I like to shorten it like that because if you end up making a nice loop, all the strong links become conjugate, so exactly one of (57) is true and thus (139) in your example are all locked, and it's easier to see the ensuing eliminations I find. Plus the other fact is that often you'll continue the chain with a weak link off the (7), so it's easier to follow if you don't have the (139) getting in the way.

[daj95376]

To tell the truth, I don't recall all of the details of my solver's ALS notation. The unit(s) containing the ALS and eliminations factor into it, though.

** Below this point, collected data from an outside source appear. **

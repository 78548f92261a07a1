//! Interactive read-eval-print loop.
//!
//! Input lines are whitespace-separated words: a verb, then up to two
//! entity ids (direct and indirect object). Lines starting with `:` are
//! meta-commands handled by the REPL itself rather than dispatched.

use crate::editor::{LineEditor, ReadResult, RustylineEditor};
use crate::session::Session;
use fable_foundation::{Command, Error, HandlerResult, Result, UpdateResult};
use std::io::Write;

/// Meta-commands the REPL understands, for completion.
const META_COMMANDS: &[&str] = &[":help", ":turn", ":trace", ":entities", ":seed", ":quit"];

/// Filler words stripped from commands before dispatch.
const FILLER_WORDS: &[&str] = &["a", "an", "the", "with", "to", "at"];

/// Interactive read-eval-print loop over a [`Session`].
pub struct Repl<E: LineEditor = RustylineEditor> {
    editor: E,
    session: Session,
    show_banner: bool,
    prompt: String,
}

impl Repl<RustylineEditor> {
    /// Creates a REPL over the given session with a rustyline editor.
    ///
    /// # Errors
    ///
    /// Returns an error if the editor fails to initialize.
    pub fn new(session: Session) -> Result<Self> {
        Ok(Self::with_editor(session, RustylineEditor::new()?))
    }
}

impl<E: LineEditor> Repl<E> {
    /// Creates a REPL with a custom line editor.
    pub fn with_editor(session: Session, editor: E) -> Self {
        let mut repl = Self {
            editor,
            session,
            show_banner: true,
            prompt: "> ".to_string(),
        };
        repl.sync_keywords();
        repl
    }

    /// Disables the welcome banner.
    #[must_use]
    pub const fn without_banner(mut self) -> Self {
        self.show_banner = false;
        self
    }

    /// Sets the prompt string.
    #[must_use]
    pub fn with_prompt(mut self, prompt: impl Into<String>) -> Self {
        self.prompt = prompt.into();
        self
    }

    /// Returns a reference to the session.
    #[must_use]
    pub const fn session(&self) -> &Session {
        &self.session
    }

    /// Returns a mutable reference to the session.
    pub fn session_mut(&mut self) -> &mut Session {
        &mut self.session
    }

    /// Runs the REPL until EOF or `:quit`.
    ///
    /// # Errors
    ///
    /// Returns an error if reading from the terminal fails. Gameplay and
    /// session errors are printed and the loop continues.
    pub fn run(&mut self) -> Result<()> {
        if self.show_banner {
            self.print_banner();
        }

        loop {
            match self.read_eval_print() {
                Ok(true) => {}
                Ok(false) => break,
                Err(e) => self.print_error(&e),
            }
        }

        println!("\nGoodbye!");
        Ok(())
    }

    /// Reads and evaluates one line. Returns `Ok(false)` to exit.
    fn read_eval_print(&mut self) -> Result<bool> {
        let line = match self.editor.read_line(&self.prompt)? {
            ReadResult::Line(line) => line,
            ReadResult::Interrupted => return Ok(true),
            ReadResult::Eof => return Ok(false),
        };

        let line = line.trim();
        if line.is_empty() {
            return Ok(true);
        }
        self.editor.add_history(line);

        if line.starts_with(':') {
            return self.eval_meta(line);
        }

        let command = parse_command(line);
        let result = self.session.execute(&command)?;
        self.print_result(&result);
        Ok(true)
    }

    /// Handles a `:` meta-command. Returns `Ok(false)` to exit.
    fn eval_meta(&mut self, line: &str) -> Result<bool> {
        let mut parts = line.split_whitespace();
        let name = parts.next().unwrap_or(line);
        match name {
            ":quit" | ":q" => Ok(false),
            ":help" | ":h" => {
                self.print_help();
                Ok(true)
            }
            ":turn" | ":t" => {
                let report = self.session.run_turn()?;
                println!("\x1b[2m{report}\x1b[0m");
                Ok(true)
            }
            ":trace" => {
                let count = parts.next().and_then(|n| n.parse().ok()).unwrap_or(20);
                for event in self.session.trace().recent(count) {
                    println!("\x1b[2m{event}\x1b[0m");
                }
                Ok(true)
            }
            ":entities" => {
                let mut ids: Vec<String> = self
                    .session
                    .world()
                    .entities()
                    .map(|entity| entity.id().to_string())
                    .collect();
                ids.sort();
                for id in ids {
                    println!("  {id}");
                }
                Ok(true)
            }
            ":seed" => {
                println!("{}", self.session.world().seed());
                Ok(true)
            }
            other => {
                println!("Unknown meta-command: {other} (try :help)");
                Ok(true)
            }
        }
    }

    /// Feeds the merged vocabulary and meta-commands to the completer.
    fn sync_keywords(&mut self) {
        let mut keywords: Vec<String> = self
            .session
            .registry()
            .vocabulary()
            .words()
            .map(|word| word.to_string())
            .collect();
        keywords.extend(META_COMMANDS.iter().map(|cmd| (*cmd).to_string()));
        keywords.sort();
        self.editor.set_keywords(keywords);
    }

    /// Prints a handler result as narration.
    #[allow(clippy::unused_self)]
    fn print_result(&self, result: &HandlerResult) {
        // Players get a generic line when the world halts; :trace holds the detail.
        let halted = result
            .message
            .as_deref()
            .is_some_and(|message| message.starts_with(UpdateResult::INCONSISTENT_STATE_MARKER));
        if halted {
            println!("\x1b[31mThe world cannot continue safely. See :trace for details.\x1b[0m");
            return;
        }
        match &result.message {
            Some(message) if result.success => println!("{message}"),
            Some(message) => println!("\x1b[33m{message}\x1b[0m"),
            None if result.success => println!("Done."),
            None => println!("\x1b[33mNothing happens.\x1b[0m"),
        }
    }

    /// Prints an error in red to stderr.
    #[allow(clippy::unused_self)]
    fn print_error(&self, error: &Error) {
        eprintln!("\x1b[31mError: {error}\x1b[0m");
    }

    /// Prints the welcome banner.
    #[allow(clippy::unused_self)]
    fn print_banner(&self) {
        println!(
            "\x1b[1;36m{}\x1b[0m",
            r"  __       _     _
 / _| __ _| |__ | | ___
| |_ / _` | '_ \| |/ _ \
|  _| (_| | |_) | |  __/
|_|  \__,_|_.__/|_|\___|"
        );
        println!("\x1b[1mFable\x1b[0m {} - an extensible fiction core", env!("CARGO_PKG_VERSION"));
        println!("Type a verb and an entity id (try \x1b[1mlook\x1b[0m), :help for meta-commands, Ctrl+D to exit.\n");
        let _ = std::io::stdout().flush();
    }

    /// Prints meta-command help.
    #[allow(clippy::unused_self)]
    fn print_help(&self) {
        println!(
            "Commands are whitespace-separated words: a verb, then entity ids.
    look             describe where you are
    take lamp        pick something up
    drop lamp        put it down

\x1b[1mMeta-commands:\x1b[0m
    :help            show this help
    :turn            advance the world one turn
    :trace [N]       show the last N trace events (default 20)
    :entities        list entity ids
    :seed            show the world seed
    :quit            exit (also Ctrl+D)"
        );
    }
}

/// Splits a line into a command: verb, then direct and indirect object.
///
/// Articles and common prepositions are dropped, so `take the lamp` and
/// `take lamp` dispatch the same command. The actor is always `player`.
fn parse_command(line: &str) -> Command {
    let mut words = line
        .split_whitespace()
        .filter(|word| !FILLER_WORDS.contains(word));
    let verb = words.next().unwrap_or_default();
    let mut command = Command::new(verb, "player");
    if let Some(object) = words.next() {
        command = command.with_object(object);
    }
    if let Some(indirect) = words.next() {
        command = command.with_indirect_object(indirect);
    }
    command
}

// =================================================================
// Tests
// =================================================================
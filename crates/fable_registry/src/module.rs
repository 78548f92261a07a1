//! Module values: the unit of registration.
//!
//! A module is plain data — a name, an origin class, vocabulary, and tables
//! of plain function pointers. Nothing is discovered at runtime; what a
//! module contributes is exactly what its builder was told.

use std::sync::Arc;

use crate::access::{HandlerFn, PhaseFn, ReactionFn};
use crate::hooks::HookDefinition;
use crate::vocabulary::VerbEntry;

// =============================================================================
// Origin Class
// =============================================================================

/// Provenance tier of a module.
///
/// Registration runs in two deterministic passes: every `Base` module (sorted
/// by name), then every `Overlay` module (sorted by name). Two modules of one
/// class may never bind the same verb, word, or hook divergently; an
/// `Overlay` module may rebind what a `Base` module declared, and the later
/// binding wins.
#[derive(Clone, Copy, Debug, PartialEq, Eq, PartialOrd, Ord, Hash)]
pub enum OriginClass {
    /// The stock module set a game starts from.
    Base,
    /// Game-local modules allowed to override `Base` registrations.
    Overlay,
}

impl std::fmt::Display for OriginClass {
    fn fmt(&self, f: &mut std::fmt::Formatter<'_>) -> std::fmt::Result {
        match self {
            Self::Base => write!(f, "base"),
            Self::Overlay => write!(f, "overlay"),
        }
    }
}

// =============================================================================
// Module
// =============================================================================

/// A registered bundle of vocabulary, handlers, reactions, and hooks.
#[derive(Clone, Debug)]
pub struct Module {
    name: Arc<str>,
    origin: OriginClass,
    vocabulary: Vec<VerbEntry>,
    handlers: Vec<(Arc<str>, HandlerFn)>,
    reactions: Vec<(Arc<str>, ReactionFn)>,
    hooks: Vec<HookDefinition>,
    phases: Vec<(Arc<str>, PhaseFn)>,
}

impl Module {
    /// Starts building a module with a qualified name and an origin class.
    #[must_use]
    pub fn build(name: impl Into<Arc<str>>, origin: OriginClass) -> ModuleBuilder {
        ModuleBuilder {
            module: Self {
                name: name.into(),
                origin,
                vocabulary: Vec::new(),
                handlers: Vec::new(),
                reactions: Vec::new(),
                hooks: Vec::new(),
                phases: Vec::new(),
            },
        }
    }

    /// Returns the qualified module name.
    #[must_use]
    pub fn name(&self) -> &Arc<str> {
        &self.name
    }

    /// Returns the origin class.
    #[must_use]
    pub const fn origin(&self) -> OriginClass {
        self.origin
    }

    /// Returns the declared vocabulary entries.
    #[must_use]
    pub fn vocabulary(&self) -> &[VerbEntry] {
        &self.vocabulary
    }

    /// Returns the declared verb handlers.
    #[must_use]
    pub fn handlers(&self) -> &[(Arc<str>, HandlerFn)] {
        &self.handlers
    }

    /// Returns the declared event reactions.
    #[must_use]
    pub fn reactions(&self) -> &[(Arc<str>, ReactionFn)] {
        &self.reactions
    }

    /// Returns the declared hook definitions.
    #[must_use]
    pub fn hooks(&self) -> &[HookDefinition] {
        &self.hooks
    }

    /// Returns the declared turn-phase functions, keyed by hook name.
    #[must_use]
    pub fn phases(&self) -> &[(Arc<str>, PhaseFn)] {
        &self.phases
    }
}

/// Builder for [`Module`] values.
#[derive(Clone, Debug)]
pub struct ModuleBuilder {
    module: Module,
}

impl ModuleBuilder {
    /// Declares a vocabulary entry.
    #[must_use]
    pub fn with_verb(mut self, entry: VerbEntry) -> Self {
        self.module.vocabulary.push(entry);
        self
    }

    /// Registers a handler for a verb word.
    ///
    /// The word may be a canonical verb or a synonym; the registry resolves
    /// it against the merged vocabulary at finalize.
    #[must_use]
    pub fn with_handler(mut self, verb: impl Into<Arc<str>>, handler: HandlerFn) -> Self {
        self.module.handlers.push((verb.into(), handler));
        self
    }

    /// Registers a reaction for an event name.
    #[must_use]
    pub fn with_reaction(mut self, event: impl Into<Arc<str>>, reaction: ReactionFn) -> Self {
        self.module.reactions.push((event.into(), reaction));
        self
    }

    /// Declares an entity hook (metadata only; reactions carry the code).
    #[must_use]
    pub fn with_entity_hook(mut self, hook: HookDefinition) -> Self {
        self.module.hooks.push(hook);
        self
    }

    /// Declares a turn-phase hook together with its function.
    #[must_use]
    pub fn with_turn_phase(mut self, hook: HookDefinition, phase: PhaseFn) -> Self {
        self.module.phases.push((hook.name().clone(), phase));
        self.module.hooks.push(hook);
        self
    }

    /// Finishes the module.
    ///
    /// Validation happens at registry finalize, where conflicts across
    /// modules are visible.
    #[must_use]
    pub fn finish(self) -> Module {
        self.module
    }
}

Here is an example where the ALS is in the same unit as the resulting "traditional" naked subset, and the eliminations are restricted to [r2].

Code: Select all

 (5)r6c2 - ALS(5=123)r2c258 - <123>[r2]
 +-----------------------------------+
 |  .  .  .  |  .  .  .  |  .  .  .  |
 |  ~ 125 ~  |  ~  23 ~  |  ~  13 ~  |
 |  .  .  .  |  .  .  .  |  .  .  .  |
 |-----------+-----------+-----------|
 |  .  .  .  |  .  .  .  |  .  .  .  |
 |  .  .  .  |  .  .  .  |  .  .  .  |
 |  . =5  .  |  .  .  .  |  .  .  .  |
 |-----------+-----------+-----------|
 |  .  .  .  |  .  .  .  |  .  .  .  |
 |  .  .  .  |  .  .  .  |  .  .  .  |
 |  .  .  .  |  .  .  .  |  .  .  .  |
 +-----------------------------------+


Here is an example where the ALS has a non-traditional naked subset and possible eliminations outside the ALS unit.

Code: Select all

 (5)r6c2 - ALS(5=2)r2c285 - (2)[b2+c5+r2]
 +-----------------------------------+
 |  .  .  .  |  ~  ~  ~  |  .  .  .  |
 |  ~ 135 ~  |  ~ 123 ~  |  ~  13 ~  |
 |  .  .  .  |  ~  ~  ~  |  .  .  .  |
 |-----------+-----------+-----------|
 |  .  .  .  |  .  ~  .  |  .  .  .  |
 |  .  .  .  |  .  ~  .  |  .  .  .  |
 |  . =5  .  |  .  ~  .  |  .  .  .  |
 |-----------+-----------+-----------|
 |  .  .  .  |  .  ~  .  |  .  .  .  |
 |  .  .  .  |  .  ~  .  |  .  .  .  |
 |  .  .  .  |  .  ~  .  |  .  .  .  |
 +-----------------------------------+


When the previous ALS is in a loop, then I manually alter my solver's output to read ALS(513=132)r2c285. This is akin to the notation for an ERI in a loop ... and justifies eliminations for <13> in [r2].

There are additional scenarios, but I think these two will help you in most cases.

Bottom Line: everyone has their preferred way of notating an ALS.